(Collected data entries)
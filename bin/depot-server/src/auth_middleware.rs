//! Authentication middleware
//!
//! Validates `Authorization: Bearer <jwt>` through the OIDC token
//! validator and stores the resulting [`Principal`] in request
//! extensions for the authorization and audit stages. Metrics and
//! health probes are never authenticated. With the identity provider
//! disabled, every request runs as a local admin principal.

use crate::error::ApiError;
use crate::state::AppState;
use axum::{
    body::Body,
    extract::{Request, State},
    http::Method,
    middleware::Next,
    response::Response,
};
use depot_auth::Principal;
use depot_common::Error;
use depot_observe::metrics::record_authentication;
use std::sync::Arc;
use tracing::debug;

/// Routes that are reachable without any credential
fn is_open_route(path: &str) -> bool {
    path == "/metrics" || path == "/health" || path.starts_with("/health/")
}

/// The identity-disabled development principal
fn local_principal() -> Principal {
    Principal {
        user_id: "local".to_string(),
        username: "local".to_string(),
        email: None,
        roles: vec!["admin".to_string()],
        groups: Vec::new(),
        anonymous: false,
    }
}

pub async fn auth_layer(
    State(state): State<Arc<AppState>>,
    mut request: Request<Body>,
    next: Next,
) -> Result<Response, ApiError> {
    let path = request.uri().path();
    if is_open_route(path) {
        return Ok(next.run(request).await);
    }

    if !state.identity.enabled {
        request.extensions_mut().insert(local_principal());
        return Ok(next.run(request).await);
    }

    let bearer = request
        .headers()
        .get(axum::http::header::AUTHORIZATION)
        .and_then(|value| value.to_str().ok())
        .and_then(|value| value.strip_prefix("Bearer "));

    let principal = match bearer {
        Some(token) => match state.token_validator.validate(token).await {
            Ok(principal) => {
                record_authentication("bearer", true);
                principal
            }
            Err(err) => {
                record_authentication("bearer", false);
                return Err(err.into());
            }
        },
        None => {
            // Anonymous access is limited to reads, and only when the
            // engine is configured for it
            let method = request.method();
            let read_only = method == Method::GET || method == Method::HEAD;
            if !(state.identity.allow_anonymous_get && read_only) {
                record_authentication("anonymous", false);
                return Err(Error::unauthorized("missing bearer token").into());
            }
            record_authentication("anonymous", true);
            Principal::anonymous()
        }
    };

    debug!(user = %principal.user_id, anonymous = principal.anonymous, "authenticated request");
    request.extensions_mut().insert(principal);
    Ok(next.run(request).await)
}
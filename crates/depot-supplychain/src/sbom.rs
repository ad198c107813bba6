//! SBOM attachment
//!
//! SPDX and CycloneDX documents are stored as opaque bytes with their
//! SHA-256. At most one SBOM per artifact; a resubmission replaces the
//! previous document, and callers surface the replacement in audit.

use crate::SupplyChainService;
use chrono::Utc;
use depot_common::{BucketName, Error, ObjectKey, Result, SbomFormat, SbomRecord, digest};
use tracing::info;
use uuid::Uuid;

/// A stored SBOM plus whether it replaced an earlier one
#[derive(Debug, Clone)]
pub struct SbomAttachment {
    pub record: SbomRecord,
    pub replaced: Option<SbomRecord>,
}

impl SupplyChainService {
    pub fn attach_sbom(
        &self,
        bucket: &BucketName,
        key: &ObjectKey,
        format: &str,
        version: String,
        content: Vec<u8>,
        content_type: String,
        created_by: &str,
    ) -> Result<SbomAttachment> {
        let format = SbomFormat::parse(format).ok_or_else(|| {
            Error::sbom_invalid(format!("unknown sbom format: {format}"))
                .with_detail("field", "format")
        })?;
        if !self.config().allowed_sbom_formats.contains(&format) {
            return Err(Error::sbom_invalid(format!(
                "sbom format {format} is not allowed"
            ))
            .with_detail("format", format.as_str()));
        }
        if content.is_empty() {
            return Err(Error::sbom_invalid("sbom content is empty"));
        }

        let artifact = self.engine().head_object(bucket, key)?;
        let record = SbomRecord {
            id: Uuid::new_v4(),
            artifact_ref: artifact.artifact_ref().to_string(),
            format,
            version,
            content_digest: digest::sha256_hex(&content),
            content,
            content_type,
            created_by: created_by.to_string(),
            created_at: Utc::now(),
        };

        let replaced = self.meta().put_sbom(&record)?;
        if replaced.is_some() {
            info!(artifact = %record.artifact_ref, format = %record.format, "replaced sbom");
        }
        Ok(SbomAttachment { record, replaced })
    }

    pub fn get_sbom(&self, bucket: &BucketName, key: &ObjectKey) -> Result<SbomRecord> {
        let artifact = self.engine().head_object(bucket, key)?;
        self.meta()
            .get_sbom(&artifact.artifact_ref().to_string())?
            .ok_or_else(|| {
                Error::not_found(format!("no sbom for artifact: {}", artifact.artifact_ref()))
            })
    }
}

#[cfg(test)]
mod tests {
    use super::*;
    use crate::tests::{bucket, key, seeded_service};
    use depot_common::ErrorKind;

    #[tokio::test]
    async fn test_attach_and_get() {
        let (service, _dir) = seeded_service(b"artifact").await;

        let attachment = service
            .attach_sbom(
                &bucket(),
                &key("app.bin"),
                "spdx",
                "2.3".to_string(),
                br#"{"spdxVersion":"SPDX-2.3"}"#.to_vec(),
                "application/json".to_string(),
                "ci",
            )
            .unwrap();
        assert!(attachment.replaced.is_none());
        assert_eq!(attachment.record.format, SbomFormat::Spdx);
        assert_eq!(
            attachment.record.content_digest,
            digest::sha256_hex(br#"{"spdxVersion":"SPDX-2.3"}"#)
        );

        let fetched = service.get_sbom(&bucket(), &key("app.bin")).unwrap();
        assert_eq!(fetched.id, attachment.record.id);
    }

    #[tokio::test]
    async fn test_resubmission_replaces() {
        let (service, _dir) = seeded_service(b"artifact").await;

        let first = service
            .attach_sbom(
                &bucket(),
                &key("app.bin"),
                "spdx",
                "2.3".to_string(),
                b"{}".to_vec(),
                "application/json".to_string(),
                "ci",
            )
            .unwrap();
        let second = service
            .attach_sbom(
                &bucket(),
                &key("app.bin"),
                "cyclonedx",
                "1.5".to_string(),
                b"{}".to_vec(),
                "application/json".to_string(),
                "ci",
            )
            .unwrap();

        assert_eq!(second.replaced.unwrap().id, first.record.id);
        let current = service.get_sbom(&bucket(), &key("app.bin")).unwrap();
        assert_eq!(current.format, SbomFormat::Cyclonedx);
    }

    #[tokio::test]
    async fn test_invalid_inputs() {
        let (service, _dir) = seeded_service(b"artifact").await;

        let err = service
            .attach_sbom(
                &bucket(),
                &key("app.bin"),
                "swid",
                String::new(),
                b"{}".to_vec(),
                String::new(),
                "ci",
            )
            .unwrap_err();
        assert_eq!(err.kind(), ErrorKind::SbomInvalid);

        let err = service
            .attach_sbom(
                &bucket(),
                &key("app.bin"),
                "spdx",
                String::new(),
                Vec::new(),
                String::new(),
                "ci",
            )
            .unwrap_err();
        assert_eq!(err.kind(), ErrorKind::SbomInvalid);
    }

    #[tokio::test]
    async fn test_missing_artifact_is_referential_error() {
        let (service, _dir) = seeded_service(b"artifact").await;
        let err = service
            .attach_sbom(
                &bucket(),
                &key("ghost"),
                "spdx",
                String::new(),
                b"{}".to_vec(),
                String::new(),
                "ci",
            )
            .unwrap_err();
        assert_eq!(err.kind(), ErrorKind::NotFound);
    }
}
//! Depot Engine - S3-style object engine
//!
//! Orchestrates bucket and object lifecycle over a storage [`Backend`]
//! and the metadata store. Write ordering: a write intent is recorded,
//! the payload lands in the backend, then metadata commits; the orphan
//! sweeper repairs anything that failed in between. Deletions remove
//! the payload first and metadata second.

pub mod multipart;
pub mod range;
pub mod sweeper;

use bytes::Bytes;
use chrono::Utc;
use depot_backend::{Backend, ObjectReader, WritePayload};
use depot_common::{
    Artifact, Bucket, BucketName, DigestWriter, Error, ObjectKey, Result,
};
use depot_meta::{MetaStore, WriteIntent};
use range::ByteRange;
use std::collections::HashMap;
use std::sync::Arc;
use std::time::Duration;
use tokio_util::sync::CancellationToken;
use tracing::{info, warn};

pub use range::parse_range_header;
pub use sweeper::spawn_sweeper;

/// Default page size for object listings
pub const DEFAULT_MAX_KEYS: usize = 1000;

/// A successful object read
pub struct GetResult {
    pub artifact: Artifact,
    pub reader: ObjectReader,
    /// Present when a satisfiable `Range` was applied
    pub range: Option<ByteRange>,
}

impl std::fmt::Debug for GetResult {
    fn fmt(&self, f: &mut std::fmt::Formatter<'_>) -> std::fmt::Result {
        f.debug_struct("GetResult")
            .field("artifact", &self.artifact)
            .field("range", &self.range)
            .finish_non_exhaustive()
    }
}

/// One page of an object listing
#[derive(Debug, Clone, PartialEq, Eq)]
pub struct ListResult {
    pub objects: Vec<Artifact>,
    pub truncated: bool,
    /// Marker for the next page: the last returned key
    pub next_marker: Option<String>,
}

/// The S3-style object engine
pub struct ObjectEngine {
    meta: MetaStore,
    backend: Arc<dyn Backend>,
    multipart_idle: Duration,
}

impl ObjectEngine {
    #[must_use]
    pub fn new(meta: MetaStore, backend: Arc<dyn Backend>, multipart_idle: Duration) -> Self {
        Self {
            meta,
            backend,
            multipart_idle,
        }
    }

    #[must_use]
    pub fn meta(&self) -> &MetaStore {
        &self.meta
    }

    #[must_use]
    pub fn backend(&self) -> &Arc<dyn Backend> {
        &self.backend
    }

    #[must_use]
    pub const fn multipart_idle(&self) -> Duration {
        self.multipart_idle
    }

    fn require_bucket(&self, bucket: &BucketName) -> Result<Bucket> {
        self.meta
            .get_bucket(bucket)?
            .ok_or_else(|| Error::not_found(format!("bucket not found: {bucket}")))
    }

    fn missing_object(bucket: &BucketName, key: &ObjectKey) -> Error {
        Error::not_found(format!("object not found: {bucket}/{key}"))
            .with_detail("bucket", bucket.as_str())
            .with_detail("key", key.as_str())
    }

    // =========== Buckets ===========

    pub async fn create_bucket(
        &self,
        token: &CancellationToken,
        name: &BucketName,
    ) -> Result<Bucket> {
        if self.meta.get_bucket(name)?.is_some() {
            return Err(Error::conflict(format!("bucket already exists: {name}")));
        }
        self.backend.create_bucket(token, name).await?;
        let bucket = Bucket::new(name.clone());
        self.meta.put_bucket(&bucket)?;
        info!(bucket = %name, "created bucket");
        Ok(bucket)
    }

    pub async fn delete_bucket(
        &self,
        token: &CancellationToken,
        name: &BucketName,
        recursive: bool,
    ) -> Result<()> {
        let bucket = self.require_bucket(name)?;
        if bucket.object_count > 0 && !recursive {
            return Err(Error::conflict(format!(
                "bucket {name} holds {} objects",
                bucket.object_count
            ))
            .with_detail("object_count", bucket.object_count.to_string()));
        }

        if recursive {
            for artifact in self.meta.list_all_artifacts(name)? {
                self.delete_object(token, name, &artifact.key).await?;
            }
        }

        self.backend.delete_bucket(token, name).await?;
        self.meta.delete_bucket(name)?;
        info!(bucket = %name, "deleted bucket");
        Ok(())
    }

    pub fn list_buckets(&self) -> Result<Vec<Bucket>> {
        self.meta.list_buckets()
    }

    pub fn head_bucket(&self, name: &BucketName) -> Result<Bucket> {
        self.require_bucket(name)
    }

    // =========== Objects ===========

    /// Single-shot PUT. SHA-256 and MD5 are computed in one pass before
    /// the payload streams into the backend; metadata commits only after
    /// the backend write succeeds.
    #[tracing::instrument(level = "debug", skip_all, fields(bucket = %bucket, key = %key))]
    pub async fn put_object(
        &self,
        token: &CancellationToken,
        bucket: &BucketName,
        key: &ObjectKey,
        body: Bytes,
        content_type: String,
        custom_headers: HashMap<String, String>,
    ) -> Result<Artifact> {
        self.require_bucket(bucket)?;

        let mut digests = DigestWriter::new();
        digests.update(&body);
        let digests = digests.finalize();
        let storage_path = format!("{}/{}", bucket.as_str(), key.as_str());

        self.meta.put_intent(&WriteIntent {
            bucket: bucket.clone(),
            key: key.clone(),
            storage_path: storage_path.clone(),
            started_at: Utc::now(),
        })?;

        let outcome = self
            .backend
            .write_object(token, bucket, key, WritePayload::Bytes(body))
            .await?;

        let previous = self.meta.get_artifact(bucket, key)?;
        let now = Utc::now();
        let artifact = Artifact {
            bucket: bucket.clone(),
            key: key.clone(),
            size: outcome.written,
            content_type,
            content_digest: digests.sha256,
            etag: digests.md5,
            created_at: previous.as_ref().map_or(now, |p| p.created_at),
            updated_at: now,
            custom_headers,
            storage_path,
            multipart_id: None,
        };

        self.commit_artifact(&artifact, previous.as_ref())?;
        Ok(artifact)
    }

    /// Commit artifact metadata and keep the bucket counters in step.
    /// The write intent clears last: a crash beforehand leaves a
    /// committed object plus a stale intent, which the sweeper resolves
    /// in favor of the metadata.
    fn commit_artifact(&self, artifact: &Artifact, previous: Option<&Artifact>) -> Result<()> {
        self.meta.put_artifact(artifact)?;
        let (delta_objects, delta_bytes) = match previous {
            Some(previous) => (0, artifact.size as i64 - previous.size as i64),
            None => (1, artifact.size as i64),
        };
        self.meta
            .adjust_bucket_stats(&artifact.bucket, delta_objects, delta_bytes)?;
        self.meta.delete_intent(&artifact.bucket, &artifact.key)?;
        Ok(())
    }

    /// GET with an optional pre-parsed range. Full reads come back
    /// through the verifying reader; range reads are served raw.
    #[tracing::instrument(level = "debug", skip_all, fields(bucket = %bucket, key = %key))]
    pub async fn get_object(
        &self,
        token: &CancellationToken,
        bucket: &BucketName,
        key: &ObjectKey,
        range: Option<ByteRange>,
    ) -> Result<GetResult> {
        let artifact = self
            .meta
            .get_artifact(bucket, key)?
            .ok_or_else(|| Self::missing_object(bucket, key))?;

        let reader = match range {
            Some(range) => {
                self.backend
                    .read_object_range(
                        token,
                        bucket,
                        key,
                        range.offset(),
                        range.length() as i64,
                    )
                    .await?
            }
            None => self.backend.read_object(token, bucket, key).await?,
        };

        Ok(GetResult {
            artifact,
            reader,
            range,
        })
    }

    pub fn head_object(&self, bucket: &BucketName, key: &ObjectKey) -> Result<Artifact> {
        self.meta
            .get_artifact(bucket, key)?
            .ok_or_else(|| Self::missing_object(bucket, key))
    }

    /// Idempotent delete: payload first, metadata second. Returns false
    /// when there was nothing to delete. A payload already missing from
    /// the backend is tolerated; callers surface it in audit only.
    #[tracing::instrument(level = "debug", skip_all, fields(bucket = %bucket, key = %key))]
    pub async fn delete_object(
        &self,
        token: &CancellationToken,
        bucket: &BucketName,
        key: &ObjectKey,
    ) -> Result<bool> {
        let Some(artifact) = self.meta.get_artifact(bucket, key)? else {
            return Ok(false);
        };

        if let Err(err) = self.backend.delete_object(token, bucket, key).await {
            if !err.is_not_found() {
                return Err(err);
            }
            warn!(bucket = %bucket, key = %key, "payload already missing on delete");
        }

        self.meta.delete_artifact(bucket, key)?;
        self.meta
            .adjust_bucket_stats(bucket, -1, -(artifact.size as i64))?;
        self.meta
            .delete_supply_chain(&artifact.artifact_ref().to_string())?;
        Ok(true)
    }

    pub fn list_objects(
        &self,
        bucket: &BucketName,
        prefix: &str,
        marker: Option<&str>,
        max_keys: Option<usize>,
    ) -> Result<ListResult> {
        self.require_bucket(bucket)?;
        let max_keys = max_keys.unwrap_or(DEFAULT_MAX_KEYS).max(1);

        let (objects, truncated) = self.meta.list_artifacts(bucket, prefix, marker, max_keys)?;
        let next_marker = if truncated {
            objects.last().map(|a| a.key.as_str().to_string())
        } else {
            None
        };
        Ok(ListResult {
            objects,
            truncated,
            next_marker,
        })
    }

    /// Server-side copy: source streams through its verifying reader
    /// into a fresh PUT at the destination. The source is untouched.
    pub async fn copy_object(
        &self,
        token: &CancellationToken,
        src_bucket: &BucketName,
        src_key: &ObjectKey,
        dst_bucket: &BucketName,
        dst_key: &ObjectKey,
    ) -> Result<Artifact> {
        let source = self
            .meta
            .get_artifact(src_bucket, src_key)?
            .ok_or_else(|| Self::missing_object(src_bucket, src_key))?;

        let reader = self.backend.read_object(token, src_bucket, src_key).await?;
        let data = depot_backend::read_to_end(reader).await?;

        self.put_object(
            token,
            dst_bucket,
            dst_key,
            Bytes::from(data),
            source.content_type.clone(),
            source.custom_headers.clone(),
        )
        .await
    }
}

(EXERCISE AIM): Throughout the records above, find the lines in which the word "verifying" appears and return them.

(YOUR RESPONSE):
    /// through the verifying reader; range reads are served raw.
    /// Server-side copy: source streams through its verifying reader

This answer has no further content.